Investigation of Gas Transport Properties of PEMFC Catalyst Layers Using a Microfluidic Device

Abstract

The effective gas diffusivity, porous structure, and tortuosity factor of catalyst layers used in proton exchange membrane fuel cells were evaluated using a microfluidic device. Sufficient gas transport properties of the catalyst layers are a key factor for achieving high-performance catalyst layers and fuel cells. In the present study, catalyst layers with different thicknesses and different carbon supports were evaluated. Stand-alone carbon black and multi-walled carbon nanotubes were blended into the catalyst layers as the support. The all-carbon-black-based catalyst layer contained some volume of isolated pores and some amount of microcracks, which depended on its thickness.
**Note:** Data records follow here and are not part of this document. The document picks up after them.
//! Logging setup for the application.
//!
//! Installs a global tracing subscriber that writes to both stdout and a
//! per-launch log file under the `.runboard` logs directory. Files are
//! timestamped and kept to a bounded count.

use std::{
    fs::{self, OpenOptions},
    path::{Path, PathBuf},
    sync::OnceLock,
    time::SystemTime,
};

use time::{OffsetDateTime, UtcOffset, format_description::FormatItem, macros::format_description};
use tracing_appender::{non_blocking::WorkerGuard, rolling};
use tracing_subscriber::{EnvFilter, Registry, fmt, prelude::*};

use crate::app_dirs;

/// Maximum number of log files to retain.
const MAX_LOG_FILES: usize = 10;
const LOG_FILE_PREFIX: &str = "runboard";

static LOG_GUARD: OnceLock<WorkerGuard> = OnceLock::new();

/// Errors that may occur while initializing logging.
#[derive(Debug, thiserror::Error)]
pub enum LoggingError {
    /// No platform-specific data directory could be resolved.
    #[error("No suitable data directory available for logs")]
    NoDataDir,
    /// Failed to create or access the log directory.
    #[error("Failed to prepare log directory {path}: {source}")]
    CreateDir {
        path: PathBuf,
        source: std::io::Error,
    },
    /// Failed to enumerate existing log files for pruning.
    #[error("Failed to read log directory {path}: {source}")]
    ReadDir {
        path: PathBuf,
        source: std::io::Error,
    },
    /// Failed to remove an obsolete log file.
    #[error("Failed to remove old log file {path}: {source}")]
    RemoveFile {
        path: PathBuf,
        source: std::io::Error,
    },
    /// Failed to format a timestamp for the log filename.
    #[error("Failed to format log filename time: {0}")]
    FormatTime(time::error::Format),
    /// Failed to set the global tracing subscriber.
    #[error("Failed to install global tracing subscriber: {0}")]
    SetGlobal(tracing::subscriber::SetGlobalDefaultError),
    /// Failed to create the initial log file for this launch.
    #[error("Failed to create log file at {path}: {source}")]
    CreateLogFile {
        path: PathBuf,
        source: std::io::Error,
    },
}

/// Initialize tracing to write to stdout and a per-launch log file.
///
/// Subsequent calls are no-ops. Failures are returned so callers can degrade
/// gracefully without aborting startup.
pub fn init() -> Result<(), LoggingError> {
    if LOG_GUARD.get().is_some() {
        return Ok(());
    }

    let log_dir = log_directory()?;
    let log_file_name = format_log_file_name(now_local_or_utc())?;
    let log_path = log_dir.join(&log_file_name);
    ensure_file_exists(&log_path)?;

    let file_appender = rolling::never(&log_dir, log_file_name);
    let (file_writer, guard) = tracing_appender::non_blocking(file_appender);
    prune_old_logs(&log_dir, MAX_LOG_FILES)?;

    let timer = build_timer();
    let env_filter = build_env_filter();
    let stdout_layer = fmt::layer()
        .with_timer(timer.clone())
        .with_writer(std::io::stdout);
    let file_layer = fmt::layer()
        .with_ansi(false)
        .with_timer(timer)
        .with_writer(file_writer);

    let subscriber = Registry::default()
        .with(env_filter)
        .with(stdout_layer)
        .with(file_layer);
    tracing::subscriber::set_global_default(subscriber).map_err(LoggingError::SetGlobal)?;
    let _ = LOG_GUARD.set(guard);

    tracing::info!("Logging initialized; log file at {}", log_path.display());
    Ok(())
}

fn log_directory() -> Result<PathBuf, LoggingError> {
    app_dirs::logs_dir().map_err(|error| match error {
        app_dirs::AppDirError::NoBaseDir => LoggingError::NoDataDir,
        app_dirs::AppDirError::CreateDir { path, source } => {
            LoggingError::CreateDir { path, source }
        }
    })
}

fn ensure_file_exists(path: &Path) -> Result<(), LoggingError> {
    OpenOptions::new()
        .create(true)
        .append(true)
        .open(path)
        .map(|_| ())
        .map_err(|source| LoggingError::CreateLogFile {
            path: path.to_path_buf(),
            source,
        })
}

fn prune_old_logs(dir: &Path, max_files: usize) -> Result<(), LoggingError> {
    let mut entries = fs::read_dir(dir)
        .map_err(|source| LoggingError::ReadDir {
            path: dir.to_path_buf(),
            source,
        })?
        .filter_map(|entry| entry.ok())
        .filter(|entry| entry.file_type().map(|ft| ft.is_file()).unwrap_or(false))
        .filter(|entry| entry.path().extension().and_then(|ext| ext.to_str()) == Some("log"))
        .map(|entry| {
            let modified = entry
                .metadata()
                .and_then(|meta| meta.modified())
                .unwrap_or(SystemTime::UNIX_EPOCH);
            (modified, entry.path())
        })
        .collect::<Vec<_>>();

    entries.sort_by_key(|(modified, _)| *modified);
    while entries.len() > max_files {
        let (_, path) = entries.remove(0);
        fs::remove_file(&path).map_err(|source| LoggingError::RemoveFile {
            path: path.clone(),
            source,
        })?;
    }
    Ok(())
}

fn format_log_file_name(now: OffsetDateTime) -> Result<String, LoggingError> {
    const NAME_FORMAT: &[FormatItem<'_>] =
        format_description!("[year]-[month]-[day]_[hour]-[minute]-[second]");
    let name = now.format(NAME_FORMAT).map_err(LoggingError::FormatTime)?;
    Ok(format!("{LOG_FILE_PREFIX}_{name}.log"))
}

fn build_timer() -> fmt::time::OffsetTime<time::format_description::BorrowedFormatItem<'static>> {
    const DISPLAY_FORMAT: &[FormatItem<'static>] =
        format_description!("[year]-[month]-[day] [hour]:[minute]:[second]");
    let offset = UtcOffset::current_local_offset().unwrap_or(UtcOffset::UTC);
    fmt::time::OffsetTime::new(offset, DISPLAY_FORMAT.into())
}

fn now_local_or_utc() -> OffsetDateTime {
    OffsetDateTime::now_local().unwrap_or_else(|_| OffsetDateTime::now_utc())
}

fn build_env_filter() -> EnvFilter {
    EnvFilter::try_from_default_env().unwrap_or_else(|_| EnvFilter::new("info"))
}

#[cfg(test)]
mod tests {
    use super::*;
    use std::{thread, time::Duration};
    use tempfile::tempdir;

    #[test]
    fn log_filename_has_timestamp_and_prefix() {
        let fixed = OffsetDateTime::from_unix_timestamp(1_700_000_000).unwrap();
        let name = format_log_file_name(fixed).unwrap();
        assert_eq!(name, "runboard_2023-11-14_22-13-20.log");
    }

    #[test]
    fn prune_removes_oldest_files_beyond_limit() {
        let dir = tempdir().unwrap();
        for idx in 0..12 {
            let path = dir.path().join(format!("runboard_{idx}.log"));
            ensure_file_exists(&path).unwrap();
            thread::sleep(Duration::from_millis(10));
        }

        prune_old_logs(dir.path(), 10).unwrap();
        let remaining = fs::read_dir(dir.path())
            .unwrap()
            .filter_map(|entry| entry.ok())
            .filter(|entry| {
                entry.path().extension().and_then(|ext| ext.to_str()) == Some("log")
            })
            .count();
        assert_eq!(remaining, 10);
    }
}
The tortuosity factor was evaluated considering the effects of the isolated pores and microcracks. However, the tortuosity factor of the all-carbon-black-based catalyst layer was larger than the well-known Bruggeman-correlated tortuosity factor. When carbon nanotubes were blended into the catalyst layer, the tortuosity factor was drastically decreased to less than one-half that of the carbon-black-based catalyst layers. A change in the number of straight pores formed by the fibrous support and variation of the ionomer distribution can affect the tortuosity factor.